If I wanted to disagree with Aristotle, I would do it on the following grounds.
In modern mathematics, we know how to attach a lot more data to individual points; e.g.
- In physics, at any instant, particles have momentum. Physical laws relate momentum to how the position changes
- Similarly, in differential geometry, each point has a cotangent space: data from the cotangent space tells us the rate at which a function is varying
- More generally, each point has a stalk: the germ of a function at a point is enough information to tell us everything about the function in an entire open neighborhood of the point. (although not how big the neighborhood is)
and we've well-studied how to assemble data at individual points into a continuous whole.
We can insist that at each instant - each "indivisible now" - we're not limited to knowing precisely where something is, but instead its entire germ of motion. And consequently, we are able to study motion as a continuum of "indivisible nows".
That said, I think this objection is more of a technicality than disagreeing with the spirit of Archimedes position. My intuition is that the ideas above (and more) are all fleshing out a "fuzzy"* notion of point that somehow has an extension despite** just being a point. And in some sense these fuzzy points still manage to be "divisible"; e.g. by passing from the stalk to the fiber. (i.e. forgetting the "germ" of motion and only remembering the position at that instant).
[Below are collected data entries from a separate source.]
//! Quoridor Web API
//!
//! Serves one shared game session over REST. The session lock is the single
//! point every request goes through, so moves and fences are applied one at a
//! time against a consistent game.
//!
//! Configuration comes from the environment:
//! - `QUORIDOR_ADDR`: listen address (default `0.0.0.0:8000`)
//! - `QUORIDOR_RULES`: optional path to a JSON rules file, e.g.
//!   `{ "jumps": "strict", "require_path": true }`
//! - `RUST_LOG`: log filter (default `info`)

use std::net::SocketAddr;
use std::path::{Path as FilePath, PathBuf};
use std::sync::{Arc, Mutex, MutexGuard};

use axum::{
    extract::{Path, State},
    http::StatusCode,
    routing::{get, post},
    Json, Router,
};
use serde::{Deserialize, Serialize};
use thiserror::Error;
use tower_http::cors::{Any, CorsLayer};
use tracing::{error, info, warn};
use tracing_subscriber::EnvFilter;

use quoridor_core::notation::parse_record;
use quoridor_core::{Action, Coord, Game, Orientation, Player, Rules};

// =============================================================================
// Configuration
// =============================================================================

const DEFAULT_ADDR: &str = "0.0.0.0:8000";

#[derive(Debug, Error)]
enum ConfigError {
    #[error("invalid QUORIDOR_ADDR {value:?}: {source}")]
    Addr {
        value: String,
        source: std::net::AddrParseError,
    },
    #[error("cannot read rules file {path:?}: {source}")]
    RulesIo { path: PathBuf, source: std::io::Error },
    #[error("cannot parse rules file {path:?}: {source}")]
    RulesJson { path: PathBuf, source: serde_json::Error },
}

#[derive(Debug)]
struct Config {
    addr: SocketAddr,
    rules: Rules,
}

impl Config {
    fn from_env() -> Result<Self, ConfigError> {
        let addr_value = std::env::var("QUORIDOR_ADDR").unwrap_or_else(|_| DEFAULT_ADDR.to_string());
        let addr: SocketAddr = addr_value.parse().map_err(|source| ConfigError::Addr {
            value: addr_value.clone(),
            source,
        })?;

        let rules = match std::env::var_os("QUORIDOR_RULES") {
            Some(path) => load_rules(FilePath::new(&path))?,
            None => Rules::default(),
        };
        Ok(Config { addr, rules })
    }
}

fn load_rules(path: &FilePath) -> Result<Rules, ConfigError> {
    let text = std::fs::read_to_string(path).map_err(|source| ConfigError::RulesIo {
        path: path.to_path_buf(),
        source,
    })?;
    serde_json::from_str(&text).map_err(|source| ConfigError::RulesJson {
        path: path.to_path_buf(),
        source,
    })
}

// =============================================================================
// Session State
// =============================================================================

/// The game being played, with every earlier state kept for undo/redo.
struct GameSession {
    /// History of game states (index 0 = starting position)
    states: Vec<Game>,
    /// Notations (notations[i] = action that led to states[i+1])
    notations: Vec<String>,
    /// Current position in history
    current_index: usize,
    rules: Rules,
}

impl GameSession {
    fn new(rules: Rules) -> Self {
        Self {
            states: vec![Game::with_rules(rules)],
            notations: vec![],
            current_index: 0,
            rules,
        }
    }

    fn current_game(&self) -> &Game {
        &self.states[self.current_index]
    }

    fn reset(&mut self) {
        *self = GameSession::new(self.rules);
    }

    fn can_undo(&self) -> bool {
        self.current_index > 0
    }

    fn can_redo(&self) -> bool {
        self.current_index < self.states.len() - 1
    }

    /// Play an action for the side to move. Acting after an undo drops the redo tail.
    fn play(&mut self, action: Action) -> Result<&Game, String> {
        let mut next = self.current_game().clone();
        let player = next.turn();
        next.apply(player, action).map_err(|e| e.to_string())?;

        let idx = self.current_index;
        self.states.truncate(idx + 1);
        self.notations.truncate(idx);
        self.states.push(next);
        self.notations.push(action.to_string());
        self.current_index += 1;
        Ok(self.current_game())
    }

    /// Replace the session with a replay of a notation record.
    /// On error the session is left as it was.
    fn import(&mut self, record: &str) -> Result<(), String> {
        let actions = parse_record(record).map_err(|e| e.to_string())?;
        let mut replay = GameSession::new(self.rules);
        for (i, action) in actions.into_iter().enumerate() {
            replay
                .play(action)
                .map_err(|e| format!("Move {} ({}): {}", i + 1, action, e))?;
        }
        *self = replay;
        Ok(())
    }

    fn export(&self) -> String {
        self.notations[..self.current_index].join(" ")
    }
}

/// Shared application state
struct AppStateInner {
    session: Mutex<GameSession>,
}

type AppState = Arc<AppStateInner>;

// =============================================================================
// JSON Models
// =============================================================================

#[derive(Serialize, Deserialize, Clone, Copy, Debug, PartialEq)]
struct CoordModel {
    x: i32,
    y: i32,
}

impl From<Coord> for CoordModel {
    fn from(c: Coord) -> Self {
        CoordModel { x: c.x, y: c.y }
    }
}

#[derive(Serialize)]
struct PlayerModel {
    player: Player,
    position: CoordModel,
    fences_left: u8,
    /// Shortest route to the goal row, ignoring pawns; null when sealed in
    distance_to_goal: Option<usize>,
}

#[derive(Serialize)]
struct GameStateModel {
    players: Vec<PlayerModel>,
    current_player: Player,
    won: bool,
    #[serde(skip_serializing_if = "Option::is_none")]
    winner: Option<Player>,
    vertical_fences: Vec<CoordModel>,
    horizontal_fences: Vec<CoordModel>,
    rules: Rules,
    move_index: usize,
    can_undo: bool,
    can_redo: bool,
}

#[derive(Deserialize)]
struct MoveRequest {
    player: Player,
    x: Option<i32>,
    y: Option<i32>,
}

#[derive(Deserialize)]
struct FenceRequest {
    player: Player,
    orientation: Orientation,
    x: Option<i32>,
    y: Option<i32>,
}

#[derive(Serialize)]
struct HistoryEntryModel {
    index: usize,
    notation: String,
    player: Player,
}

#[derive(Serialize)]
struct HistoryModel {
    moves: Vec<HistoryEntryModel>,
    current_index: usize,
    total_moves: usize,
}

#[derive(Serialize)]
struct ExportModel {
    notation: String,
}

#[derive(Deserialize)]
struct ImportRequest {
    notation: String,
}

#[derive(Serialize)]
struct HealthModel {
    status: String,
}

#[derive(Debug, Serialize)]
struct ErrorModel {
    detail: String,
}

type ApiError = (StatusCode, Json<ErrorModel>);

fn bad_request(detail: impl Into<String>) -> ApiError {
    (
        StatusCode::BAD_REQUEST,
        Json(ErrorModel { detail: detail.into() }),
    )
}

// =============================================================================
// Conversion Functions
// =============================================================================

fn game_to_model(game: &Game, session: &GameSession) -> GameStateModel {
    let players = Player::all()
        .map(|player| PlayerModel {
            player,
            position: game.position(player).into(),
            fences_left: game.fences_left(player),
            distance_to_goal: game.distance_to_goal(player),
        })
        .collect();

    GameStateModel {
        players,
        current_player: game.turn(),
        won: game.is_won(),
        winner: game.winner(),
        vertical_fences: game.vertical_fences().iter().copied().map(CoordModel::from).collect(),
        horizontal_fences: game.horizontal_fences().iter().copied().map(CoordModel::from).collect(),
        rules: game.rules(),
        move_index: session.current_index,
        can_undo: session.can_undo(),
        can_redo: session.can_redo(),
    }
}

fn session_model(session: &GameSession) -> Json<GameStateModel> {
    Json(game_to_model(session.current_game(), session))
}

/// A missing axis is rejected like an off-board one.
fn request_coord(x: Option<i32>, y: Option<i32>) -> Result<Coord, ApiError> {
    match (x, y) {
        (Some(x), Some(y)) => Ok(Coord::new(x, y)),
        _ => Err(bad_request("Coordinate must have both x and y")),
    }
}

fn lock(state: &AppState) -> Result<MutexGuard<'_, GameSession>, ApiError> {
    state.session.lock().map_err(|_| {
        error!("session lock poisoned");
        (
            StatusCode::INTERNAL_SERVER_ERROR,
            Json(ErrorModel { detail: "Session unavailable".to_string() }),
        )
    })
}

/// Check the submitting player matches the side to move, then play.
fn submit(session: &mut GameSession, player: Player, action: Action) -> Result<Json<GameStateModel>, ApiError> {
    if let Err(reason) = session.current_game().check(player, action) {
        warn!(%player, %action, %reason, "action rejected");
        return Err(bad_request(reason.to_string()));
    }
    session.play(action).map_err(bad_request)?;
    info!(%player, %action, "action played");
    Ok(session_model(session))
}

// =============================================================================
// API Endpoints
// =============================================================================

async fn get_game(State(state): State<AppState>) -> Result<Json<GameStateModel>, ApiError> {
    let session = lock(&state)?;
    Ok(session_model(&session))
}

async fn get_moves(State(state): State<AppState>) -> Result<Json<Vec<CoordModel>>, ApiError> {
    let session = lock(&state)?;
    let moves = session.current_game().legal_pawn_moves();
    Ok(Json(moves.into_iter().map(CoordModel::from).collect()))
}

async fn make_move(
    State(state): State<AppState>,
    Json(req): Json<MoveRequest>,
) -> Result<Json<GameStateModel>, ApiError> {
    let to = request_coord(req.x, req.y)?;
    let mut session = lock(&state)?;
    submit(&mut session, req.player, Action::Move { to })
}

async fn place_fence(
    State(state): State<AppState>,
    Json(req): Json<FenceRequest>,
) -> Result<Json<GameStateModel>, ApiError> {
    let anchor = request_coord(req.x, req.y)?;
    let mut session = lock(&state)?;
    submit(
        &mut session,
        req.player,
        Action::Fence { orientation: req.orientation, anchor },
    )
}

async fn reset_game(State(state): State<AppState>) -> Result<Json<GameStateModel>, ApiError> {
    let mut session = lock(&state)?;
    session.reset();
    info!("game reset");
    Ok(session_model(&session))
}

async fn get_history(State(state): State<AppState>) -> Result<Json<HistoryModel>, ApiError> {
    let session = lock(&state)?;

    let moves: Vec<HistoryEntryModel> = session
        .notations
        .iter()
        .enumerate()
        .map(|(i, notation)| HistoryEntryModel {
            index: i + 1,
            notation: notation.clone(),
            player: session.states[i].turn(),
        })
        .collect();

    Ok(Json(HistoryModel {
        total_moves: session.notations.len(),
        current_index: session.current_index,
        moves,
    }))
}

async fn undo(State(state): State<AppState>) -> Result<Json<GameStateModel>, ApiError> {
    let mut session = lock(&state)?;
    if !session.can_undo() {
        return Err(bad_request("Nothing to undo"));
    }
    session.current_index -= 1;
    Ok(session_model(&session))
}

async fn redo(State(state): State<AppState>) -> Result<Json<GameStateModel>, ApiError> {
    let mut session = lock(&state)?;
    if !session.can_redo() {
        return Err(bad_request("Nothing to redo"));
    }
    session.current_index += 1;
    Ok(session_model(&session))
}

async fn goto_move(
    State(state): State<AppState>,
    Path(move_index): Path<usize>,
) -> Result<Json<GameStateModel>, ApiError> {
    let mut session = lock(&state)?;
    if move_index >= session.states.len() {
        return Err(bad_request("Invalid move index"));
    }
    session.current_index = move_index;
    Ok(session_model(&session))
}

async fn export_game(State(state): State<AppState>) -> Result<Json<ExportModel>, ApiError> {
    let session = lock(&state)?;
    Ok(Json(ExportModel { notation: session.export() }))
}

async fn import_game(
    State(state): State<AppState>,
    Json(req): Json<ImportRequest>,
) -> Result<Json<GameStateModel>, ApiError> {
    let mut session = lock(&state)?;
    session.import(&req.notation).map_err(|e| {
        warn!(error = %e, "import rejected");
        bad_request(e)
    })?;
    info!(moves = session.notations.len(), "game imported");
    Ok(session_model(&session))
}

async fn health() -> Json<HealthModel> {
    Json(HealthModel {
        status: "ok".to_string(),
    })
}

// =============================================================================
// Main
// =============================================================================

fn app(rules: Rules) -> Router {
    let state: AppState = Arc::new(AppStateInner {
        session: Mutex::new(GameSession::new(rules)),
    });

    let cors = CorsLayer::new()
        .allow_origin(Any)
        .allow_methods(Any)
        .allow_headers(Any);

    Router::new()
        .route("/game", get(get_game))
        .route("/moves", get(get_moves))
        .route("/move", post(make_move))
        .route("/fence", post(place_fence))
        .route("/reset", post(reset_game))
        .route("/history", get(get_history))
        .route("/undo", post(undo))
        .route("/redo", post(redo))
        .route("/goto/{move_index}", post(goto_move))
        .route("/export", get(export_game))
        .route("/import", post(import_game))
        .route("/health", get(health))
        .layer(cors)
        .with_state(state)
}

#[tokio::main]
async fn main() {
    tracing_subscriber::fmt()
        .with_env_filter(EnvFilter::try_from_default_env().unwrap_or_else(|_| EnvFilter::new("info")))
        .init();

    let config = match Config::from_env() {
        Ok(config) => config,
        Err(e) => {
            error!("{}", e);
            std::process::exit(2);
        }
    };
    info!(rules = ?config.rules, "starting session");

    let listener = match tokio::net::TcpListener::bind(config.addr).await {
        Ok(listener) => listener,
        Err(e) => {
            error!(addr = %config.addr, "failed to bind: {}", e);
            std::process::exit(1);
        }
    };
    info!("Quoridor API running on http://{}", config.addr);
    if let Err(e) = axum::serve(listener, app(config.rules)).await {
        error!("server error: {}", e);
    }
}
A more charitable interpretation is that this fuzzy notion of point still satisfies the spirit of Aristotle's position.
*: No relation to fuzzy logic
**: Some even manage it more transparently, such as how nonstandard analysis creates about a standard point an entire halo of "infinitesimally nearby" nonstandard points.
Also, to expand upon something I mentioned in another comment, I would object to the objection above anyways, on the grounds that it still needs more than "points and extra data" -- i.e. there is still additional information (such as a topology) that encodes how the points themselves relate to each other. This additional information is at least as important (and arguably more important) than the points themselves.